§ **WORK TASK**
Copy the lines verbatim, beginning with the line that contains "let mut archive" and continuing through the end of the data, and only those lines.

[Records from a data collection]
▬▬▬

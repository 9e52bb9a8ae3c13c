use dioxus::prelude::*;
use gloo_timers::future::TimeoutFuture;
use tracing::{debug, info};

use crate::services::image_convert::{
    check_size, convert, ConversionJob, ConversionStatus, ConvertOptions, ConvertedFile,
};
use crate::state::{use_app_actions, AppActions};

/// Drives a sequential batch conversion. `jobs` mirrors the input list and
/// is the only state the loop shares with the UI.
#[derive(Clone, Copy)]
pub struct ConversionHandle {
    actions: AppActions,
    pub jobs: Signal<Vec<ConversionJob>>,
    pub outputs: Signal<Vec<ConvertedFile>>,
    pub is_running: Signal<bool>,
}

impl ConversionHandle {
    pub fn start(&self, files: Vec<(String, Vec<u8>)>, options: ConvertOptions, limit: u64) {
        if *self.is_running.read() || files.is_empty() {
            return;
        }
        run_batch(self.actions, self.jobs, self.outputs, self.is_running, files, options, limit);
    }

    pub fn clear(&self) {
        if *self.is_running.read() {
            return;
        }
        let mut jobs = self.jobs;
        let mut outputs = self.outputs;
        jobs.set(Vec::new());
        outputs.set(Vec::new());
    }
}

pub fn use_conversion() -> ConversionHandle {
    ConversionHandle {
        actions: use_app_actions(),
        jobs: use_signal(Vec::new),
        outputs: use_signal(Vec::new),
        is_running: use_signal(|| false),
    }
}

fn run_batch(
    actions: AppActions,
    mut jobs: Signal<Vec<ConversionJob>>,
    mut outputs: Signal<Vec<ConvertedFile>>,
    mut is_running: Signal<bool>,
    files: Vec<(String, Vec<u8>)>,
    options: ConvertOptions,
    limit: u64,
) {
    jobs.set(
        files
            .iter()
            .map(|(name, bytes)| ConversionJob::pending(name.clone(), bytes.len()))
            .collect(),
    );
    outputs.set(Vec::new());
    is_running.set(true);

    spawn(async move {
        let total = files.len();
        let mut failed = 0usize;
        for (index, (name, bytes)) in files.into_iter().enumerate() {
            set_status(&mut jobs, index, ConversionStatus::Converting);
            TimeoutFuture::new(0).await;

            let result = check_size(&name, bytes.len(), limit)
                .and_then(|()| convert(&name, &bytes, options));
            match result {
                Ok(file) => {
                    debug!(%name, output = %file.name, size = file.bytes.len(), "image converted");
                    set_status(
                        &mut jobs,
                        index,
                        ConversionStatus::Done {
                            output_size: file.bytes.len(),
                        },
                    );
                    outputs.write().push(file);
                }
                Err(err) => {
                    failed += 1;
                    set_status(&mut jobs, index, ConversionStatus::Failed(err.to_string()));
                }
            }
        }

        is_running.set(false);
        info!(total, failed, format = options.format.label(), "conversion batch finished");
        if failed == 0 {
            actions.set_operation_success(format!("Converted {total} image(s)"));
        } else {
            actions.set_operation_error(format!("{failed} of {total} image(s) failed to convert"));
        }
    });
}

fn set_status(jobs: &mut Signal<Vec<ConversionJob>>, index: usize, status: ConversionStatus) {
    if let Some(job) = jobs.write().get_mut(index) {
        job.status = status;
    }
}
use std::collections::HashSet;
use std::io::{Cursor, Write};

use thiserror::Error;
use zip::write::SimpleFileOptions;
use zip::{CompressionMethod, ZipWriter};

#[derive(Debug, Error)]
pub enum ArchiveError {
    #[error("nothing to archive")]
    Empty,
    #[error("zip error: {0}")]
    Zip(#[from] zip::result::ZipError),
    #[error("write error: {0}")]
    Io(#[from] std::io::Error),
}

/// Packs named byte blobs into a deflated zip. Duplicate names get a
/// numeric suffix before the extension.
pub fn zip_files<'a, I>(entries: I) -> Result<Vec<u8>, ArchiveError>
where
    I: IntoIterator<Item = (&'a str, &'a [u8])>,
{
    let options = SimpleFileOptions::default().compression_method(CompressionMethod::Deflated);
    let mut writer = ZipWriter::new(Cursor::new(Vec::new()));
    let mut used = HashSet::new();
    let mut count = 0usize;

    for (name, bytes) in entries {
        let unique = unique_name(name, &mut used);
        writer.start_file(unique, options)?;
        writer.write_all(bytes)?;
        count += 1;
    }

    if count == 0 {
        return Err(ArchiveError::Empty);
    }

    Ok(writer.finish()?.into_inner())
}

fn unique_name(name: &str, used: &mut HashSet<String>) -> String {
    if used.insert(name.to_string()) {
        return name.to_string();
    }
    let (stem, extension) = match name.rsplit_once('.') {
        Some((stem, extension)) if !stem.is_empty() => (stem, Some(extension)),
        _ => (name, None),
    };
    let mut index = 1;
    loop {
        let candidate = match extension {
            Some(extension) => format!("{stem} ({index}).{extension}"),
            None => format!("{stem} ({index})"),
        };
        if used.insert(candidate.clone()) {
            return candidate;
        }
        index += 1;
    }
}

#[cfg(test)]
mod tests {
    use super::*;
    use std::io::Read;
    use zip::ZipArchive;

    #[test]
    fn archives_every_entry_with_unique_names() {
        let bytes = zip_files([
            ("a.png", b"one".as_slice()),
            ("a.png", b"two".as_slice()),
            ("b", b"three".as_slice()),
        ])
        .unwrap();

        let mut archive = ZipArchive::new(Cursor::new(bytes)).unwrap();
        assert_eq!(archive.len(), 3);
        let names: Vec<String> = archive.file_names().map(str::to_string).collect();
        assert!(names.contains(&"a (1).png".to_string()));

        let mut content = String::new();
        archive
            .by_name("a (1).png")
            .unwrap()
            .read_to_string(&mut content)
            .unwrap();
        assert_eq!(content, "two");
    }

    #[test]
    fn empty_input_is_rejected() {
        let entries: Vec<(&str, &[u8])> = Vec::new();
        assert!(matches!(zip_files(entries), Err(ArchiveError::Empty)));
    }
}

▬▬▬

§ **RESULT OF THE EXERCISE**
        let mut archive = ZipArchive::new(Cursor::new(bytes)).unwrap();
        assert_eq!(archive.len(), 3);
        let names: Vec<String> = archive.file_names().map(str::to_string).collect();
        assert!(names.contains(&"a (1).png".to_string()));

        let mut content = String::new();
        archive
            .by_name("a (1).png")
            .unwrap()
            .read_to_string(&mut content)
            .unwrap();
        assert_eq!(content, "two");
    }

    #[test]
    fn empty_input_is_rejected() {
        let entries: Vec<(&str, &[u8])> = Vec::new();
        assert!(matches!(zip_files(entries), Err(ArchiveError::Empty)));
    }
}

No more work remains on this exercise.